Y llévanos, Déspota, a dormir, descanso del cuerpo y del alma, y presérvanos del sueño sombrío del pecado y de todas las aflicciones oscuras y nocturnas. Detén el torrente de pasiones, apaga las flechas ardientes de la maldad, que se dirigen engañosamente hacia nosotros. Las revoluciones de nuestra carne son suprimidas y toda nuestra mente terrestre y material está dormida. Y concédenos, Dios, una mente ágil, un cálculo sobrio, un corazón ligero, un sueño ligero y libre de toda imaginación satánica. Pero guíanos en el tiempo de la oración, apoyándonos en tus mandamientos y teniendo inquebrantable en nosotros el recuerdo de tus castigos. Todos los días de tu alabanza, concédenos el himno y bendices y glorifiques tu nombre eterno y majestuoso, del Padre y del Hijo y del Espíritu Santo, ahora y por los siglos y por los siglos de los siglos. Amén.
Gloriosa, ven, bendita Theotokos, ofrece nuestra oración diaria a tu Hijo y nuestro Dios, y pídele que salve nuestras almas a través de ti.
El Padre es mi esperanza, el Hijo es mi refugio, el Espíritu Santo es mi refugio, Santísima Trinidad, gloria a ti.
Toda mi esperanza está en ti, Madre de Dios, guárdame bajo tu techo.
Gloria al Padre y al Hijo y al Espíritu Santo. Y ahora y por siempre, y por los siglos de los siglos. Amén.
Señor, ten piedad. Señor, ten piedad.

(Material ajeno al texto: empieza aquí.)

//! Per-title extraction errors
//!
//! Every detail task resolves to `Result<DetailRecord, ExtractionError>`. These
//! errors are logged and the record is skipped; they never abort the batch.

use thiserror::Error;

use crate::domain::DetailRecord;
use crate::infrastructure::parsing_error::ParsingError;

#[derive(Error, Debug)]
pub enum ExtractionError {
    #[error("Invalid detail reference '{reference}': {reason}")]
    InvalidReference { reference: String, reason: String },

    #[error("HTTP request failed for {url}: {source}")]
    Request {
        url: String,
        #[source]
        source: reqwest::Error,
    },

    #[error("HTTP error {status} for {url}")]
    HttpStatus { status: u16, url: String },

    #[error("Failed to read response body from {url}: {source}")]
    Body {
        url: String,
        #[source]
        source: reqwest::Error,
    },

    #[error("Failed to parse {url}: {source}")]
    Parse {
        url: String,
        #[source]
        source: ParsingError,
    },
}

impl ExtractionError {
    /// Short label for log aggregation
    pub const fn kind(&self) -> &'static str {
        match self {
            Self::InvalidReference { .. } => "invalid_reference",
            Self::Request { .. } => "request",
            Self::HttpStatus { .. } => "http_status",
            Self::Body { .. } => "body",
            Self::Parse { .. } => "parse",
        }
    }
}

pub type ExtractionResult = Result<DetailRecord, ExtractionError>;
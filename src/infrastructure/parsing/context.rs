//! Parsing context for HTML extraction
//!
//! Carries the information a parser needs besides the markup itself.

use crate::domain::SearchMode;

/// Context for parsing an expanded listing page
#[derive(Debug, Clone)]
pub struct ListingParseContext {
    /// Decides which anchor selector identifies an item's link
    pub mode: SearchMode,

    /// Listing URL, for log and error messages
    pub url: String,
}

impl ListingParseContext {
    pub fn new(mode: SearchMode, url: impl Into<String>) -> Self {
        Self {
            mode,
            url: url.into(),
        }
    }
}

/// Context for parsing a title detail page
#[derive(Debug, Clone)]
pub struct DetailParseContext {
    /// Detail page URL being parsed
    pub url: String,
}

impl DetailParseContext {
    pub fn new(url: impl Into<String>) -> Self {
        Self { url: url.into() }
    }
}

Señor, ten piedad.
Bendecir.
SACERDOTE
Cristo nuestro Dios verdadero, a las embajadas de su santa Madre todopoderosa y omnipresente, (del Santo Iglesia); de los santos y justos padrinos Joaquín y Ana, y de todos los santos, ten piedad y sálvanos, como buenos y filántropos.
Somos glorificados por la paz mundial.
(Señor, ten piedad.)
Sobre los cristianos piadosos y ortodoxos.
Por nuestro (rango sacerdotal) (de sufrimiento).
Por nuestra piadosa nación.
Por la bendición y fortalecimiento del ejército filocristiano.
Sobre nuestros padres y hermanos fallecidos.
Sobre los que ministran y los que nos ministran.
Para aquellos que nos odian y aman.
Por aquellos que nos han sido confiados a los indignos, oramos por ellos.
Por la recuperación de los cautivos.
De los que navegan bien en el mar.
Para los enfermos.
Estamos bendecidos y por la euforia de los frutos de la tierra.
Y por todos nuestros padres y hermanos que ya habían descansado, por aquellos textos piadosos y por todos los ortodoxos.
Dije también por vosotros mismos: Señor, ten piedad. Señor, ten piedad. Señor, ten piedad.
SACERDOTE
Por las oraciones de nuestros santos padres, Señor Jesucristo Dios, ten piedad y sálvanos.